Provided data:
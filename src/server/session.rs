// =============================================================================
// Per-session outbound queue - fixed-capacity ring, drop-oldest on overflow
// =============================================================================
//
// Delivery to each session is best-effort and independent: the dispatcher
// pushes without ever blocking, and a slow session sheds its own oldest
// messages while other sessions' queues are untouched. The cap is a
// correctness property (bounded memory), not a tuning knob only.
// =============================================================================

use std::collections::VecDeque;
use std::sync::atomic::{AtomicBool, AtomicU64, Ordering};

use parking_lot::Mutex;
use tokio::sync::Notify;

use crate::protocol::ServerMessage;

pub struct OutboundQueue {
    session_id: String,
    capacity: usize,
    ring: Mutex<VecDeque<ServerMessage>>,
    notify: Notify,
    closed: AtomicBool,
    dropped: AtomicU64,
}

impl OutboundQueue {
    pub fn new(session_id: impl Into<String>, capacity: usize) -> Self {
        Self {
            session_id: session_id.into(),
            capacity: capacity.max(1),
            ring: Mutex::new(VecDeque::with_capacity(capacity.max(1))),
            notify: Notify::new(),
            closed: AtomicBool::new(false),
            dropped: AtomicU64::new(0),
        }
    }

    /// Enqueue a message for delivery. When the ring is full the oldest
    /// queued message is evicted; the push itself never blocks. Returns
    /// whether an eviction happened.
    pub fn push(&self, msg: ServerMessage) -> bool {
        if self.closed.load(Ordering::Acquire) {
            return false;
        }

        let evicted = {
            let mut ring = self.ring.lock();
            let evicted = if ring.len() >= self.capacity {
                ring.pop_front();
                true
            } else {
                false
            };
            ring.push_back(msg);
            evicted
        };

        if evicted {
            self.dropped.fetch_add(1, Ordering::Relaxed);
        }
        self.notify.notify_one();
        evicted
    }

    /// Wait for the next queued message. Returns `None` once the queue is
    /// closed and drained. Single consumer: the session's delivery pump.
    pub async fn pop(&self) -> Option<ServerMessage> {
        loop {
            if let Some(msg) = self.ring.lock().pop_front() {
                return Some(msg);
            }
            if self.closed.load(Ordering::Acquire) {
                return None;
            }
            self.notify.notified().await;
        }
    }

    /// Mark the queue closed and wake the pump so it can drain and stop.
    pub fn close(&self) {
        self.closed.store(true, Ordering::Release);
        self.notify.notify_one();
    }

    pub fn session_id(&self) -> &str {
        &self.session_id
    }

    pub fn len(&self) -> usize {
        self.ring.lock().len()
    }

    pub fn is_empty(&self) -> bool {
        self.ring.lock().is_empty()
    }

    /// Messages evicted by the drop-oldest policy since creation.
    pub fn dropped_count(&self) -> u64 {
        self.dropped.load(Ordering::Relaxed)
    }
}

// =============================================================================
// Tests
// =============================================================================

#[cfg(test)]
mod tests {
    use super::*;

    fn pong(timestamp: i64) -> ServerMessage {
        ServerMessage::Pong { timestamp }
    }

    #[test]
    fn push_past_capacity_evicts_oldest() {
        let q = OutboundQueue::new("s1", 3);
        assert!(!q.push(pong(1)));
        assert!(!q.push(pong(2)));
        assert!(!q.push(pong(3)));
        // Queue full: the 4th push must evict message 1, not block.
        assert!(q.push(pong(4)));

        assert_eq!(q.len(), 3);
        assert_eq!(q.dropped_count(), 1);
    }

    #[tokio::test]
    async fn pop_preserves_fifo_order_after_eviction() {
        let q = OutboundQueue::new("s1", 2);
        q.push(pong(1));
        q.push(pong(2));
        q.push(pong(3));

        assert_eq!(q.pop().await, Some(pong(2)));
        assert_eq!(q.pop().await, Some(pong(3)));
    }

    #[test]
    fn eviction_is_isolated_per_session() {
        let a = OutboundQueue::new("a", 2);
        let b = OutboundQueue::new("b", 2);
        a.push(pong(1));
        a.push(pong(2));
        b.push(pong(10));

        a.push(pong(3));

        assert_eq!(a.dropped_count(), 1);
        assert_eq!(b.dropped_count(), 0);
        assert_eq!(b.len(), 1);
    }

    #[tokio::test]
    async fn close_drains_then_ends() {
        let q = OutboundQueue::new("s1", 4);
        q.push(pong(1));
        q.close();

        assert_eq!(q.pop().await, Some(pong(1)));
        assert_eq!(q.pop().await, None);
    }

    #[tokio::test]
    async fn pop_wakes_on_push() {
        let q = std::sync::Arc::new(OutboundQueue::new("s1", 4));
        let q2 = q.clone();
        let waiter = tokio::spawn(async move { q2.pop().await });

        tokio::time::sleep(std::time::Duration::from_millis(20)).await;
        q.push(pong(7));

        let got = waiter.await.unwrap();
        assert_eq!(got, Some(pong(7)));
    }

    #[test]
    fn push_after_close_is_ignored() {
        let q = OutboundQueue::new("s1", 4);
        q.close();
        q.push(pong(1));
        assert!(q.is_empty());
    }
}
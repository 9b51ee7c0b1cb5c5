// =============================================================================
// Error taxonomy for the synchronization layer
// =============================================================================
//
// Propagation policy: transport failures are fully recovered inside the
// connection manager and reach consumers only as a connectivity-state signal.
// Data-merge anomalies (stale or malformed events) are recovered locally and
// never abort the store. `LimitExceeded` is the only synchronous,
// caller-visible failure. Nothing in this crate is fatal to the process.
// =============================================================================

use thiserror::Error;

#[derive(Debug, Error)]
pub enum SyncError {
    /// Connection refused or dropped. Triggers a reconnect, never fatal.
    #[error("transport failure: {0}")]
    Transport(String),

    /// Malformed or unrecognized control message. The single message is
    /// discarded; the connection stays up.
    #[error("protocol violation: {0}")]
    Protocol(String),

    /// The tracked-symbol cap was reached. Surfaced to the caller of
    /// `add_symbol`; no subscription is performed and there is no retry.
    #[error("tracked-symbol limit of {0} reached")]
    LimitExceeded(usize),

    /// Event timestamp not newer than the stored state. Discarded and
    /// counted by the store, never surfaced to consumers.
    #[error("stale event for {symbol}: {event_ts} <= {stored_ts}")]
    Stale {
        symbol: String,
        event_ts: i64,
        stored_ts: i64,
    },

    /// Routing lookup matched a session that no longer exists, which means
    /// the session already disconnected. Treated as a no-op.
    #[error("unknown session {0}")]
    UnknownSession(String),
}
// =============================================================================
// Upstream feed adapter - normalized market events
// =============================================================================

pub mod rest;
pub mod stream;

pub use rest::UpstreamRestClient;

use crate::types::{Candle, Timeframe};

/// A normalized market event produced by the upstream feed adapter and
/// consumed by the dispatcher. Timestamps are ms epoch, taken from the
/// upstream event time.
#[derive(Debug, Clone)]
pub enum FeedEvent {
    Price {
        symbol: String,
        price: f64,
        volume: Option<f64>,
        timestamp: i64,
    },
    Kline {
        symbol: String,
        interval: Timeframe,
        kline: Candle,
    },
    OrderBook {
        symbol: String,
        bids: Vec<[f64; 2]>,
        asks: Vec<[f64; 2]>,
    },
    Trade {
        symbol: String,
        price: f64,
        quantity: f64,
        is_buyer_maker: bool,
    },
}

impl FeedEvent {
    /// The symbol this event concerns.
    pub fn symbol(&self) -> &str {
        match self {
            Self::Price { symbol, .. }
            | Self::Kline { symbol, .. }
            | Self::OrderBook { symbol, .. }
            | Self::Trade { symbol, .. } => symbol,
        }
    }
}
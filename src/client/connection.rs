// =============================================================================
// Session Connection Manager - reconnect, heartbeat, resubscription replay
// =============================================================================
//
// One session owns exactly one transport at a time and survives transport
// drops. The whole lifecycle runs on a single task whose `tokio::select!`
// loop is the state-transition guard: commands, socket frames and timers are
// one event queue, so only one of them mutates connection state at a time.
//
// State machine: disconnected -> connecting -> connected -> disconnected,
// with a fixed reconnect delay (no exponential growth: worst-case
// reconnection latency stays bounded). `close()` is terminal.
//
// The desired-subscription set is tracked independently of transport state.
// The server has no memory of a dropped session's subscriptions, so every
// successful connect replays the full desired set before any other traffic.
// =============================================================================

use std::collections::{BTreeSet, HashMap};
use std::time::Duration;

use futures_util::{SinkExt, StreamExt};
use tokio::net::TcpStream;
use tokio::sync::{broadcast, mpsc, watch};
use tokio_tungstenite::tungstenite::Message as WsMessage;
use tokio_tungstenite::{connect_async, MaybeTlsStream, WebSocketStream};
use tracing::{debug, info, warn};

use crate::error::SyncError;
use crate::protocol::{ClientMessage, ServerMessage};
use crate::types::Timeframe;

type Transport = WebSocketStream<MaybeTlsStream<TcpStream>>;

const EVENT_CHANNEL_CAPACITY: usize = 256;

/// Connection tuning for one session.
#[derive(Debug, Clone)]
pub struct ConnectionConfig {
    /// Full WebSocket endpoint, client identifier included.
    pub url: String,
    pub heartbeat_interval: Duration,
    pub reconnect_delay: Duration,
}

/// Connectivity state observable by consumers.
#[derive(Debug, Clone, Copy, PartialEq, Eq)]
pub enum ConnectionStatus {
    Disconnected,
    Connecting,
    Connected,
    /// Terminal: `close()` was called, no further reconnect attempts.
    Closed,
}

pub(crate) enum Command {
    Subscribe {
        symbol: String,
        timeframes: BTreeSet<Timeframe>,
    },
    Unsubscribe {
        symbol: String,
    },
    Close,
}

/// Cloneable handle to a running session connection.
#[derive(Clone)]
pub struct ConnectionHandle {
    cmd_tx: mpsc::UnboundedSender<Command>,
    status_rx: watch::Receiver<ConnectionStatus>,
    events: broadcast::Sender<ServerMessage>,
}

impl ConnectionHandle {
    /// Add or update the desired subscription for `symbol`. Idempotent:
    /// repeating a subscribe updates the timeframe set. Honored immediately
    /// when connected, otherwise on the next successful connect.
    pub fn subscribe(&self, symbol: impl Into<String>, timeframes: BTreeSet<Timeframe>) {
        let _ = self.cmd_tx.send(Command::Subscribe {
            symbol: symbol.into(),
            timeframes,
        });
    }

    /// Drop the desired subscription for `symbol`.
    pub fn unsubscribe(&self, symbol: impl Into<String>) {
        let _ = self.cmd_tx.send(Command::Unsubscribe {
            symbol: symbol.into(),
        });
    }

    /// Tear down the transport, clear all desired subscriptions and suppress
    /// further reconnect attempts. Terminal.
    pub fn close(&self) {
        let _ = self.cmd_tx.send(Command::Close);
    }

    pub fn status(&self) -> ConnectionStatus {
        *self.status_rx.borrow()
    }

    /// Watch connectivity transitions.
    pub fn status_stream(&self) -> watch::Receiver<ConnectionStatus> {
        self.status_rx.clone()
    }

    /// Subscribe to the inbound server-message stream.
    pub fn events(&self) -> broadcast::Receiver<ServerMessage> {
        self.events.subscribe()
    }

    /// Handle backed by a bare command channel, for exercising callers
    /// without a live transport.
    #[cfg(test)]
    pub(crate) fn detached() -> (Self, mpsc::UnboundedReceiver<Command>) {
        let (cmd_tx, cmd_rx) = mpsc::unbounded_channel();
        let (_status_tx, status_rx) = watch::channel(ConnectionStatus::Disconnected);
        let (events, _) = broadcast::channel(EVENT_CHANNEL_CAPACITY);
        (
            Self {
                cmd_tx,
                status_rx,
                events,
            },
            cmd_rx,
        )
    }
}

/// The connection task. Created via [`SessionConnection::spawn`].
pub struct SessionConnection {
    config: ConnectionConfig,
    desired: HashMap<String, BTreeSet<Timeframe>>,
    cmd_rx: mpsc::UnboundedReceiver<Command>,
    status_tx: watch::Sender<ConnectionStatus>,
    events: broadcast::Sender<ServerMessage>,
}

enum SessionEnd {
    /// Transport dropped; schedule a reconnect.
    Dropped,
    /// Explicitly closed; terminal.
    Closed,
}

impl SessionConnection {
    /// Spawn the connection task and return its handle.
    pub fn spawn(config: ConnectionConfig) -> ConnectionHandle {
        let (cmd_tx, cmd_rx) = mpsc::unbounded_channel();
        let (status_tx, status_rx) = watch::channel(ConnectionStatus::Disconnected);
        let (events, _) = broadcast::channel(EVENT_CHANNEL_CAPACITY);

        let conn = Self {
            config,
            desired: HashMap::new(),
            cmd_rx,
            status_tx,
            events: events.clone(),
        };
        tokio::spawn(conn.run());

        ConnectionHandle {
            cmd_tx,
            status_rx,
            events,
        }
    }

    async fn run(mut self) {
        let mut first_attempt = true;

        loop {
            if !first_attempt && !self.backoff().await {
                break;
            }
            first_attempt = false;

            self.set_status(ConnectionStatus::Connecting);
            info!(url = %self.config.url, "connecting to distribution endpoint");

            match connect_async(&self.config.url).await {
                Ok((transport, _response)) => {
                    info!("distribution endpoint connected");
                    self.set_status(ConnectionStatus::Connected);

                    match self.run_connected(transport).await {
                        SessionEnd::Closed => break,
                        SessionEnd::Dropped => {
                            self.set_status(ConnectionStatus::Disconnected);
                        }
                    }
                }
                Err(e) => {
                    warn!(error = %e, "connect failed, retrying after fixed delay");
                    self.set_status(ConnectionStatus::Disconnected);
                }
            }
        }

        self.set_status(ConnectionStatus::Closed);
        info!("session connection closed");
    }

    /// Wait out the reconnect delay while still serving commands, so the
    /// desired set stays current and `close()` is honored promptly.
    /// Returns false when the session was closed.
    async fn backoff(&mut self) -> bool {
        let Self {
            config,
            desired,
            cmd_rx,
            ..
        } = self;

        let sleep = tokio::time::sleep(config.reconnect_delay);
        tokio::pin!(sleep);

        loop {
            tokio::select! {
                _ = &mut sleep => return true,

                cmd = cmd_rx.recv() => match cmd {
                    Some(Command::Subscribe { symbol, timeframes }) => {
                        desired.insert(symbol, timeframes);
                    }
                    Some(Command::Unsubscribe { symbol }) => {
                        desired.remove(&symbol);
                    }
                    Some(Command::Close) | None => {
                        desired.clear();
                        return false;
                    }
                },
            }
        }
    }

    /// Drive one live transport until it drops or the session is closed.
    async fn run_connected(&mut self, transport: Transport) -> SessionEnd {
        let Self {
            config,
            desired,
            cmd_rx,
            events,
            ..
        } = self;

        let (mut sink, mut stream) = transport.split();

        // Replay the full desired set before any other traffic.
        for (symbol, timeframes) in desired.iter() {
            let msg =
                ClientMessage::subscribe(symbol.clone(), timeframes.iter().copied().collect());
            if let Err(e) = send_control(&mut sink, &msg).await {
                warn!(error = %e, "subscription replay failed, reconnecting");
                return SessionEnd::Dropped;
            }
        }
        if !desired.is_empty() {
            info!(count = desired.len(), "desired subscriptions replayed");
        }

        let mut heartbeat = tokio::time::interval(config.heartbeat_interval);
        heartbeat.set_missed_tick_behavior(tokio::time::MissedTickBehavior::Delay);
        // The first tick of an interval fires immediately; consume it so the
        // first ping goes out one full interval after connect.
        heartbeat.tick().await;

        loop {
            tokio::select! {
                _ = heartbeat.tick() => {
                    if let Err(e) = send_control(&mut sink, &ClientMessage::ping()).await {
                        warn!(error = %e, "heartbeat send failed, reconnecting");
                        return SessionEnd::Dropped;
                    }
                    debug!("heartbeat ping sent");
                }

                cmd = cmd_rx.recv() => match cmd {
                    Some(Command::Subscribe { symbol, timeframes }) => {
                        desired.insert(symbol.clone(), timeframes.clone());
                        let msg = ClientMessage::subscribe(
                            symbol,
                            timeframes.into_iter().collect(),
                        );
                        if let Err(e) = send_control(&mut sink, &msg).await {
                            warn!(error = %e, "subscribe send failed, reconnecting");
                            return SessionEnd::Dropped;
                        }
                    }
                    Some(Command::Unsubscribe { symbol }) => {
                        desired.remove(&symbol);
                        let msg = ClientMessage::unsubscribe(symbol);
                        if let Err(e) = send_control(&mut sink, &msg).await {
                            warn!(error = %e, "unsubscribe send failed, reconnecting");
                            return SessionEnd::Dropped;
                        }
                    }
                    Some(Command::Close) | None => {
                        desired.clear();
                        let _ = sink.send(WsMessage::Close(None)).await;
                        return SessionEnd::Closed;
                    }
                },

                frame = stream.next() => match frame {
                    Some(Ok(WsMessage::Text(text))) => {
                        match serde_json::from_str::<ServerMessage>(&text) {
                            Ok(msg) => {
                                // Nobody listening is fine.
                                let _ = events.send(msg);
                            }
                            Err(e) => {
                                warn!(error = %e, "malformed server message discarded");
                            }
                        }
                    }
                    Some(Ok(WsMessage::Ping(_) | WsMessage::Pong(_))) => {
                        // Frame-level keepalive; tungstenite answers pings
                        // during the read itself.
                    }
                    Some(Ok(WsMessage::Close(_))) => {
                        info!("server closed the connection");
                        return SessionEnd::Dropped;
                    }
                    Some(Ok(_)) => {}
                    Some(Err(e)) => {
                        warn!(error = %e, "transport error, reconnecting");
                        return SessionEnd::Dropped;
                    }
                    None => {
                        warn!("transport stream ended, reconnecting");
                        return SessionEnd::Dropped;
                    }
                },
            }
        }
    }

    fn set_status(&self, status: ConnectionStatus) {
        self.status_tx.send_replace(status);
    }
}

async fn send_control<S>(sink: &mut S, msg: &ClientMessage) -> Result<(), SyncError>
where
    S: futures_util::Sink<WsMessage> + Unpin,
    S::Error: std::fmt::Display,
{
    let json = serde_json::to_string(msg).map_err(|e| SyncError::Protocol(e.to_string()))?;
    sink.send(WsMessage::Text(json))
        .await
        .map_err(|e| SyncError::Transport(e.to_string()))
}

Task statement: When the entries above show the word "backoff" in a line, copy that line out.

Solution:
            if !first_attempt && !self.backoff().await {
    async fn backoff(&mut self) -> bool {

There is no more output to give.